Destino Entre as ações constantemente objeto de emendas parlamentares de peso eleitoral, e que agora passam a ser tocadas pelo Executivo diretamente, estão o deslocamento de R$ 10 milhões para obras do Programa de Aceleração do Crescimento (PAC) por meio do Ministério das Cidades e de R$ 1,1 bilhão que a MP tirou da Fundação Nacional da Saúde (Funasa) – controlado nos estados pelo PMDB – para que o Ministério da Saúde ajude os estados na compra de medicamentos e na estruturação de unidades na rede hospitalar. A estimativa de técnicos do Congresso é de que o total de recursos cancelados para serem redistribuídos pelo governo inclui pouco menos de R$ 1 bilhão em emendas parlamentares. Mas o levantamento oficial ainda não foi concluído.
“Eu chamei a atenção dos colegas para a manobra do governo. Mas as pessoas estavam com muita pressa para aprovar a matéria e não me deram ouvidos. Com essa proposta, o Executivo não apenas mudou o destino do dinheiro que o Congresso tinha aprovado no Orçamento, como impôs sua vontade mais uma vez”, comentou o líder do PSOL, deputado Chico Alencar (RJ).
Em conversa reservada, um ministro explicou o sucesso do governo na estratégia de realocar os recursos sem alarde ou resistências: “Isso sempre ocorre. O Executivo pede pelos meios normais, mas o Congresso ignora. A saída é editar uma MP para garantir o dinheiro e depois intensificar as articulações políticas para aprovar a medida. Uma articulação que é mais tranquila, pois os efeitos da MP são imediatos e, quando os parlamentares a votam, parte do crédito já chegou onde se pretendia”, resume.

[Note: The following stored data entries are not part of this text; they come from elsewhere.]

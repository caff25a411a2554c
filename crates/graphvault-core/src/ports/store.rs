//! Store port (driving side)
//!
//! What the content-addressed snapshot store sees: collections of lazily
//! readable items, each annotated with the bookkeeping it needs to decide
//! between re-hashing and grafting.

use std::collections::HashMap;
use std::fmt;
use std::future::Future;
use std::pin::Pin;
use std::sync::Arc;

use chrono::{DateTime, Utc};
use serde::{Deserialize, Serialize};
use tokio::sync::mpsc;

use crate::cancel::CancelToken;
use crate::domain::{CollectionState, EngineError, PathBuilder, RepoPath};
use crate::fault::FaultBus;

// ============================================================================
// Item info
// ============================================================================

/// Fine-grained type of a ledger entry
#[derive(Debug, Clone, Copy, PartialEq, Eq, Serialize, Deserialize)]
#[serde(rename_all = "camelCase")]
pub enum InfoKind {
    Mail,
    Contact,
    Event,
    DriveFile,
    ListItem,
    Folder,
}

/// Descriptive metadata carried next to an item's bytes
///
/// Stored in the details ledger and rewritten by the merger when an
/// untouched item moves with its parent.
#[derive(Debug, Clone, PartialEq, Eq, Serialize, Deserialize)]
#[serde(rename_all = "camelCase")]
pub struct ItemInfo {
    pub kind: InfoKind,
    pub name: String,
    #[serde(default, skip_serializing_if = "Option::is_none")]
    pub drive_name: Option<String>,
    /// Logical parent path by display names, without the repo prefix
    pub parent_path: String,
    pub size: i64,
    #[serde(default, skip_serializing_if = "Option::is_none")]
    pub created: Option<DateTime<Utc>>,
    pub modified: DateTime<Utc>,
    /// True for sidecar metadata blobs (permissions documents)
    #[serde(default)]
    pub is_meta: bool,
}

impl ItemInfo {
    /// Point the info at a new location after a parent move
    ///
    /// # Errors
    /// Returns `EngineError::InvalidPath` if the new path is not anchored
    /// to a drive for drive-based entries
    pub fn update_parent_path(&mut self, new_repo_path: &RepoPath) -> Result<(), EngineError> {
        self.parent_path = if new_repo_path.category().is_drive_based() {
            new_repo_path.drive_folder_path()?
        } else {
            new_repo_path.folder_path()
        };
        Ok(())
    }
}

// ============================================================================
// Lazy data
// ============================================================================

/// Future yielding an item's bytes
pub type DataFuture = Pin<Box<dyn Future<Output = Result<Vec<u8>, EngineError>> + Send>>;

/// A deferred download
///
/// The bytes are not pulled until the store calls [`LazyData::read`];
/// collections hand these out so that unchanged items grafted from a prior
/// base never touch the network.
pub struct LazyData(Box<dyn FnOnce() -> DataFuture + Send>);

impl LazyData {
    pub fn new<F>(thunk: F) -> Self
    where
        F: FnOnce() -> DataFuture + Send + 'static,
    {
        Self(Box::new(thunk))
    }

    /// Data already in memory (metadata payloads, codec files)
    #[must_use]
    pub fn ready(bytes: Vec<u8>) -> Self {
        Self(Box::new(move || Box::pin(async move { Ok(bytes) })))
    }

    /// Resolve the thunk and produce the bytes
    ///
    /// # Errors
    /// Propagates whatever the deferred download returns
    pub async fn read(self) -> Result<Vec<u8>, EngineError> {
        (self.0)().await
    }
}

impl fmt::Debug for LazyData {
    fn fmt(&self, f: &mut fmt::Formatter<'_>) -> fmt::Result {
        f.write_str("LazyData(..)")
    }
}

/// One streamed item
#[derive(Debug)]
pub struct BackupItem {
    /// Storage name within the collection, including any kind suffix
    pub id: String,
    pub deleted: bool,
    pub modified: Option<DateTime<Utc>>,
    /// Absent for pure tombstone markers
    pub info: Option<ItemInfo>,
    pub data: LazyData,
}

// ============================================================================
// Collections
// ============================================================================

/// The unit of persistence handed to the store
pub trait BackupCollection: Send + Sync {
    /// Current path; `None` for tombstones
    fn full_path(&self) -> Option<&RepoPath>;

    /// Path in the previous backup; `None` for brand-new containers
    fn previous_path(&self) -> Option<&RepoPath>;

    fn state(&self) -> CollectionState;

    /// True when the enumeration was rebuilt after a token reset and the
    /// store must not graft prior items into this collection
    fn do_not_merge_items(&self) -> bool;

    /// Stream the collection's items. Item population starts lazily when
    /// this is first called; per-item failures land on the bus.
    fn items(&self, cancel: CancelToken, bus: Arc<FaultBus>) -> mpsc::Receiver<BackupItem>;
}

// ============================================================================
// Prior-base references
// ============================================================================

/// Back-pointer the store provides for each mergeable prior item
#[derive(Debug, Clone, PartialEq, Eq)]
pub struct PrevRef {
    /// Where the item's entry lives in the prior base
    pub previous_repo_path: RepoPath,
    /// Prior logical location by display names, when known
    pub previous_location_path: Option<PathBuilder>,
}

/// Prior references keyed by the short-ref of the previous repo path
pub type PrevRefs = HashMap<String, PrevRef>;

#[cfg(test)]
mod tests {
    use super::*;
    use crate::domain::Category;

    #[tokio::test]
    async fn lazy_data_ready_round_trips() {
        let data = LazyData::ready(b"payload".to_vec());
        assert_eq!(data.read().await.unwrap(), b"payload".to_vec());
    }

    #[tokio::test]
    async fn lazy_data_defers_the_thunk() {
        use std::sync::atomic::{AtomicBool, Ordering};

        let touched = Arc::new(AtomicBool::new(false));
        let flag = Arc::clone(&touched);

        let data = LazyData::new(move || {
            flag.store(true, Ordering::SeqCst);
            Box::pin(async { Ok(vec![1, 2, 3]) })
        });

        assert!(!touched.load(Ordering::SeqCst));
        assert_eq!(data.read().await.unwrap(), vec![1, 2, 3]);
        assert!(touched.load(Ordering::SeqCst));
    }

    #[test]
    fn item_info_parent_path_rewrite() {
        let mut info = ItemInfo {
            kind: InfoKind::DriveFile,
            name: "report.pdf".into(),
            drive_name: Some("OneDrive".into()),
            parent_path: "Old/Place".into(),
            size: 10,
            created: None,
            modified: Utc::now(),
            is_meta: false,
        };

        let repo = RepoPath::build(
            "t",
            "u",
            Category::Files,
            ["drives", "d", "root:", "New", "Place"],
        )
        .unwrap();

        info.update_parent_path(&repo).unwrap();
        assert_eq!(info.parent_path, "New/Place");
    }
}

Versão oficial A assessoria do Ministério do Planejamento afirmou que a Medida Provisória 515 foi editada em 28 de dezembro de 2010 para substituir uma série de projetos de lei de créditos adicionais enviados no decorrer do ano passado ao Congresso e que não tinham sido aprovados no fim da sessão legislativa. Nesse bolo de pedidos feitos e não atendidos estão, por exemplo, mais de R$ 7 milhões destinados ao Banco Central para pagar o plano de saúde dos funcionários do órgão e R$ 96 mil para quitar débitos judicias da Secretaria Especial de Direitos Humanos.
Remanejamentos
Alguns ajustes feitos pelo governo federal por meio da MP 515 cancelaram recursos de ações previstas em emendas parlamentares. Veja algumas delas:
Ministério da Saúde
Cancelou R$ 16,8 milhões previstos para a Fundação Nacional de Saúde (Funasa) investir na melhoria dos sistemas públicos de esgotamentos sanitários nos municípios com menos de R$ 50 mil habitantes.
Destinou R$ 1,1 bilhão para que a pasta invista na compra de medicamentos e na estrutura de hospitais.
Ministério da Ciência e Tecnologia
Cancelou R$ 7,4 milhões destinados ao fomento à pesquisa.
Destinou R$ 19 milhões para bolsas de iniciação à pesquisa.
Ministério da Agricultura
Cancelou R$ 48,6 milhões destinados ao apoio a projetos de desenvolvimento da agricultura.
Destinou R$ 6,4 bilhões para investir nas estatais ligadas à pasta.
Ministério das Cidades
Cancelou R$ 169 milhões previstos para obras de infraestrutura urbana e de esgotamento sanitário nas regiões metropolitanas.
Destinou R$ 10 milhões para obras do PAC em diversos estados brasileiros.